Einen ähnlichen Service hat das Berliner Startup Akomo entwickelt. "Tom & Anna" ist ein SMS-basiertes Einkaufsangebot, das in Kombination mit PrintPublikationen angeboten wird. Buch- oder CD-Kritiken in Zeitschriften geben einen "Bestbuy"-Code an, der per SMS an eine bestimmte Telefonnummer geschickt werden muss, um das Produkt zu bestellen. Solche SMS-Dienste nutzen die besonderen Eigenschaften des Mobiltelefons aus. So vereinfacht der persönliche Charakter des Handys den Bestellvorgang.
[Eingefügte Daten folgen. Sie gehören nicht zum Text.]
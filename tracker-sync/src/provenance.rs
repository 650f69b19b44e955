//! The `TrackedAt:` provenance marker.
//!
//! Grammar, one line inside a commit message or mail body:
//!
//! ```text
//! marker = "TrackedAt: " url EOL
//! ```
//!
//! Upload embeds the marker into each diff body just above the `---` line
//! that separates the commit message from the diffstat. Once the patch is
//! applied with `git am`, the marker lives in the commit message, which is
//! where [`extract`] looks for it.

pub const MARKER_PREFIX: &str = "TrackedAt: ";

const BOUNDARY: &str = "---";

/// Where [`embed`] put the marker.
#[derive(Debug, Clone, Copy, PartialEq, Eq)]
pub enum Placement {
    /// Immediately before the first `---` line.
    BeforeBoundary,
    /// No `---` line: after the mail header block, or at the top.
    Fallback,
}

/// A diff body carrying the marker.
#[derive(Debug, Clone, PartialEq, Eq)]
pub struct Embedded {
    pub body: String,
    pub placement: Placement,
}

/// Tracking URL of one patch: `<base>/patch/<commit>`.
pub fn patch_url(base_url: &str, commit: &str) -> String {
    format!("{}/patch/{commit}", base_url.trim_end_matches('/'))
}

/// Insert `TrackedAt: <url>` followed by a blank line before the first line
/// consisting solely of `---`.
pub fn embed(diff_body: &str, tracking_url: &str) -> Embedded {
    let marker = format!("{MARKER_PREFIX}{tracking_url}\n\n");

    if let Some(offset) = line_offset(diff_body, |line| line == BOUNDARY) {
        return Embedded {
            body: splice(diff_body, offset, &marker),
            placement: Placement::BeforeBoundary,
        };
    }

    // The mail headers end at the first empty line; the message starts after it.
    let offset = line_offset(diff_body, str::is_empty)
        .map(|blank| blank + line_len_at(diff_body, blank))
        .unwrap_or(0);
    tracing::warn!(
        "diff body has no `---` boundary; marker placed at byte {}",
        offset
    );
    Embedded {
        body: splice(diff_body, offset, &marker),
        placement: Placement::Fallback,
    }
}

/// Return the URL of the first `TrackedAt:` line in `message`, if any.
///
/// An absent marker is the normal state of a commit never recorded.
pub fn extract(message: &str) -> Option<&str> {
    message
        .lines()
        .filter_map(|line| line.trim_end().strip_prefix(MARKER_PREFIX))
        .map(str::trim)
        .find(|url| !url.is_empty())
}

/// Byte offset of the first line (without its terminator) matching `pred`.
fn line_offset(text: &str, pred: impl Fn(&str) -> bool) -> Option<usize> {
    let mut offset = 0;
    for line in text.split_inclusive('\n') {
        if pred(line.trim_end_matches(['\n', '\r'])) {
            return Some(offset);
        }
        offset += line.len();
    }
    None
}

fn line_len_at(text: &str, offset: usize) -> usize {
    text[offset..]
        .split_inclusive('\n')
        .next()
        .map_or(0, str::len)
}

fn splice(text: &str, offset: usize, insert: &str) -> String {
    let mut out = String::with_capacity(text.len() + insert.len());
    out.push_str(&text[..offset]);
    out.push_str(insert);
    out.push_str(&text[offset..]);
    out
}
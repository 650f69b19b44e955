//! Enumerate the commits of a range through the version-control backend.
//!
//! Two independent queries run against the same range, both in `--reverse`
//! (oldest-first) order: a structured one carrying hashes and identities, and
//! a one-line one carrying subjects. They must agree on membership and order;
//! a disagreement is a [`SyncError::LogMismatch`]. Full messages are then
//! fetched per commit.

use std::path::Path;

use tracker_core::{Commit, CommitHash, Signature};

use crate::error::SyncError;
use crate::vcs::Vcs;

const FIELD_SEP: char = '\u{1f}';
const RECORD_SEP: char = '\u{1e}';

/// `%H %T %P %ai %an %ae %ci %cn %ce`, unit-separated, record-terminated.
const STRUCTURED_FORMAT: &str = "--format=%H%x1f%T%x1f%P%x1f%ai%x1f%an%x1f%ae%x1f%ci%x1f%cn%x1f%ce%x1e";

/// Read every commit in `range` (e.g. `origin/master..HEAD`), oldest first.
///
/// Any backend failure is returned as-is; there is no partial result.
pub fn read_range(vcs: &dyn Vcs, dir: &Path, range: &str) -> Result<Vec<Commit>, SyncError> {
    let structured = vcs.run(dir, &["log", "--reverse", STRUCTURED_FORMAT, range])?;
    let oneline = vcs.run(dir, &["log", "--reverse", "--pretty=oneline", range])?;

    let records = parse_structured(&structured)?;
    let subjects = parse_oneline(&oneline)?;

    if records.len() != subjects.len() {
        return Err(SyncError::LogMismatch {
            position: records.len().min(subjects.len()),
            structured: format!("{} commits", records.len()),
            oneline: format!("{} commits", subjects.len()),
        });
    }

    let mut commits = Vec::with_capacity(records.len());
    for (position, (record, (hash, subject))) in records.into_iter().zip(subjects).enumerate() {
        if record.hash != hash {
            return Err(SyncError::LogMismatch {
                position,
                structured: record.hash.to_string(),
                oneline: hash.to_string(),
            });
        }
        let full_message = vcs.run(dir, &["log", "-1", "--format=%B", hash.as_str()])?;
        commits.push(Commit {
            hash,
            tree_hash: record.tree_hash,
            parent_hashes: record.parent_hashes,
            author: record.author,
            committer: record.committer,
            short_message: subject,
            full_message,
        });
    }

    tracing::debug!("read {} commits from {}", commits.len(), range);
    Ok(commits)
}

struct Record {
    hash: CommitHash,
    tree_hash: String,
    parent_hashes: Vec<String>,
    author: Signature,
    committer: Signature,
}

fn parse_structured(output: &str) -> Result<Vec<Record>, SyncError> {
    output
        .split(RECORD_SEP)
        .map(|chunk| chunk.trim_matches(|c| c == '\n' || c == '\r'))
        .filter(|chunk| !chunk.is_empty())
        .map(parse_record)
        .collect()
}

fn parse_record(chunk: &str) -> Result<Record, SyncError> {
    let fields: Vec<&str> = chunk.split(FIELD_SEP).collect();
    let [hash, tree, parents, a_date, a_name, a_email, c_date, c_name, c_email] = fields[..]
    else {
        return Err(SyncError::InvalidData(format!(
            "expected 9 log fields, got {}: {chunk:?}",
            fields.len()
        )));
    };

    Ok(Record {
        hash: CommitHash::parse(hash)?,
        tree_hash: tree.to_owned(),
        parent_hashes: parents.split_whitespace().map(str::to_owned).collect(),
        author: Signature {
            date: a_date.to_owned(),
            name: a_name.to_owned(),
            email: a_email.to_owned(),
        },
        committer: Signature {
            date: c_date.to_owned(),
            name: c_name.to_owned(),
            email: c_email.to_owned(),
        },
    })
}

fn parse_oneline(output: &str) -> Result<Vec<(CommitHash, String)>, SyncError> {
    output
        .lines()
        .filter(|line| !line.trim().is_empty())
        .map(|line| -> Result<(CommitHash, String), SyncError> {
            let (hash, subject) = line.split_once(' ').unwrap_or((line, ""));
            Ok((CommitHash::parse(hash.trim())?, subject.trim().to_owned()))
        })
        .collect()
}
Gemeinsam ist vielen SMS-basierten Angeboten, dass sie vielfältige Kooperationen des Dienstes mit anderen Unternehmen voraussetzen. Das können Vertriebspartnerschaften sein wie im Fall von Jamba. Es können aber auch inhaltliche Kooperationen sein wie bei Mobilesound oder bei Tom&Anna. Viele Allianzen verknüpfen auch unterschiedliche Medien. Das Angebot von Mobilesound oder die per SMS interaktiv gestaltete TV-Show sind Beispiele für solche Verknüpfungen. Damit dürften diejenigen Anbieter auf dem Markt der SMS-basierten Dienste die besten Überlebenschancen haben, die das Schmieden von Kooperationen besonders gut beherrschen.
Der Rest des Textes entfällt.